Return only the lines of the listing below that run from the line with "Line-oriented wire protocol" through the line with "pub mod merkle;", both ends included, exactly as written.

RECORD SET →
◆ ◆ ◆ ◆ ◆

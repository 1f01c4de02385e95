//! gossipchain - a proof-of-work ledger node that gossips over TCP lines
//!
//! # Architecture
//!
//! The crate is organized into logical modules:
//!
//! ## Core Ledger
//! - [`blockchain`] - Chain engine, pending pool and validation
//! - [`block`] - Block structure and the proof-of-work search
//! - [`transaction`] - Transaction types and signing
//! - [`merkle`] - Merkle root construction
//!
//! ## Cryptography
//! - [`crypto`] - Keys, addresses and signatures (secp256k1)
//!
//! ## Networking
//! - [`network`] - Line-oriented wire protocol
//! - [`peer`] - Peer identity and registry
//! - [`sync`] - Broadcast, join/leave and chain cloning
//! - [`node`] - The node: gateway, dispatch and the miner
//!
//! ## Configuration & Utilities
//! - [`config`] - Configuration management
//! - [`error`] - Error types

#![forbid(unsafe_code)]

// ============================================================================
// Core Ledger
// ============================================================================
pub mod block;
pub mod blockchain;
pub mod merkle;
pub mod transaction;

// ============================================================================
// Cryptography
// ============================================================================
pub mod crypto;

// ============================================================================
// Networking
// ============================================================================
pub mod network;
pub mod node;
pub mod peer;
pub mod sync;

// ============================================================================
// Configuration & Utilities
// ============================================================================
pub mod config;
pub mod error;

◆ ◆ ◆ ◆ ◆

EXERCISE RESULT →
//! - [`network`] - Line-oriented wire protocol
//! - [`peer`] - Peer identity and registry
//! - [`sync`] - Broadcast, join/leave and chain cloning
//! - [`node`] - The node: gateway, dispatch and the miner
//!
//! ## Configuration & Utilities
//! - [`config`] - Configuration management
//! - [`error`] - Error types

#![forbid(unsafe_code)]

// ============================================================================
// Core Ledger
// ============================================================================
pub mod block;
pub mod blockchain;
pub mod merkle;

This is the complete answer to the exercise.